Saved entries:
↓

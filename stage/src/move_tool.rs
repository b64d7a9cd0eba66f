//! Passive move/select tool.
//!
//! Selecting it hands pointer input back to the annotation regions; the only
//! thing it does itself is restore the default cursor.

use std::rc::Rc;

use crate::container::Cursor;
use crate::viewport::{SharedViewport, write_cursor};

#[derive(Default)]
pub struct MoveTool {
    viewport: Option<SharedViewport>,
}

impl MoveTool {
    #[must_use]
    pub fn new() -> Self {
        Self::default()
    }

    #[must_use]
    pub fn is_bound(&self) -> bool {
        self.viewport.is_some()
    }

    pub fn bind_viewport(&mut self, viewport: &SharedViewport) {
        self.viewport = Some(Rc::clone(viewport));
    }

    pub fn unbind_viewport(&mut self) {
        self.viewport = None;
    }

    /// Restore the default cursor.
    pub fn activate(&mut self) {
        if let Some(viewport) = &self.viewport {
            write_cursor(&mut *viewport.borrow_mut(), Cursor::Default);
        }
    }
}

↑

▶ [YOUR OBJECTIVE]:
Reproduce every line from the preceding data in which the word "crate" can be found.

▶ [ANSWER BOX]:
use crate::container::Cursor;
use crate::viewport::{SharedViewport, write_cursor};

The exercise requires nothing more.